=== WHAT YOU SHOULD DO ===
Copy the entries exactly, through the "if next == self.current" line.

=== DATA FOR THIS TASK ===
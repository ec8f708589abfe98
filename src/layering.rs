/// Viewport width (logical pixels) at which the backdrop moves in front of
/// the page background.
pub const LAYER_BREAKPOINT: f32 = 768.0;

/// Surface opacity while the pointer is elsewhere; content painted beneath
/// stays visible through the backdrop.
pub const IDLE_OPACITY: f32 = 0.8;
pub const HOVER_OPACITY: f32 = 1.0;

/// Opacity the host applies when painting the composited frame.
pub fn surface_opacity(hovering: bool) -> f32 {
    if hovering {
        HOVER_OPACITY
    } else {
        IDLE_OPACITY
    }
}

/// Stacking position of the rendering surface relative to host content.
#[derive(Clone, Copy, Debug, PartialEq, Eq, Hash)]
pub enum SurfaceLayer {
    /// Under all content; narrow viewports.
    BehindContent,
    /// Over the page background but under interactive elements; wide
    /// viewports.
    AboveBackground,
}

impl SurfaceLayer {
    pub fn for_viewport_width(width: f32) -> Self {
        if width < LAYER_BREAKPOINT {
            Self::BehindContent
        } else {
            Self::AboveBackground
        }
    }

    pub fn z_index(self) -> i32 {
        match self {
            Self::BehindContent => -1,
            Self::AboveBackground => 0,
        }
    }
}

#[derive(Clone, Debug)]
pub struct LayerPolicy {
    current: SurfaceLayer,
}

impl LayerPolicy {
    pub fn new(viewport_width: f32) -> Self {
        Self {
            current: SurfaceLayer::for_viewport_width(viewport_width),
        }
    }

    pub fn current(&self) -> SurfaceLayer {
        self.current
    }

    /// Re-evaluates the layer; returns it only when it changed.
    pub fn on_resize(&mut self, viewport_width: f32) -> Option<SurfaceLayer> {
        let next = SurfaceLayer::for_viewport_width(viewport_width);
        if next == self.current {
            return None;
        }
        self.current = next;
        Some(next)
    }
}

=== RESULT ===
repository ec8f708589abfe98
filename src/layering.rs
/// Viewport width (logical pixels) at which the backdrop moves in front of
/// the page background.
pub const LAYER_BREAKPOINT: f32 = 768.0;

/// Surface opacity while the pointer is elsewhere; content painted beneath
/// stays visible through the backdrop.
pub const IDLE_OPACITY: f32 = 0.8;
pub const HOVER_OPACITY: f32 = 1.0;

/// Opacity the host applies when painting the composited frame.
pub fn surface_opacity(hovering: bool) -> f32 {
    if hovering {
        HOVER_OPACITY
    } else {
        IDLE_OPACITY
    }
}

/// Stacking position of the rendering surface relative to host content.
#[derive(Clone, Copy, Debug, PartialEq, Eq, Hash)]
pub enum SurfaceLayer {
    /// Under all content; narrow viewports.
    BehindContent,
    /// Over the page background but under interactive elements; wide
    /// viewports.
    AboveBackground,
}

impl SurfaceLayer {
    pub fn for_viewport_width(width: f32) -> Self {
        if width < LAYER_BREAKPOINT {
            Self::BehindContent
        } else {
            Self::AboveBackground
        }
    }

    pub fn z_index(self) -> i32 {
        match self {
            Self::BehindContent => -1,
            Self::AboveBackground => 0,
        }
    }
}

#[derive(Clone, Debug)]
pub struct LayerPolicy {
    current: SurfaceLayer,
}

impl LayerPolicy {
    pub fn new(viewport_width: f32) -> Self {
        Self {
            current: SurfaceLayer::for_viewport_width(viewport_width),
        }
    }

    pub fn current(&self) -> SurfaceLayer {
        self.current
    }

    /// Re-evaluates the layer; returns it only when it changed.
    pub fn on_resize(&mut self, viewport_width: f32) -> Option<SurfaceLayer> {
        let next = SurfaceLayer::for_viewport_width(viewport_width);
        if next == self.current {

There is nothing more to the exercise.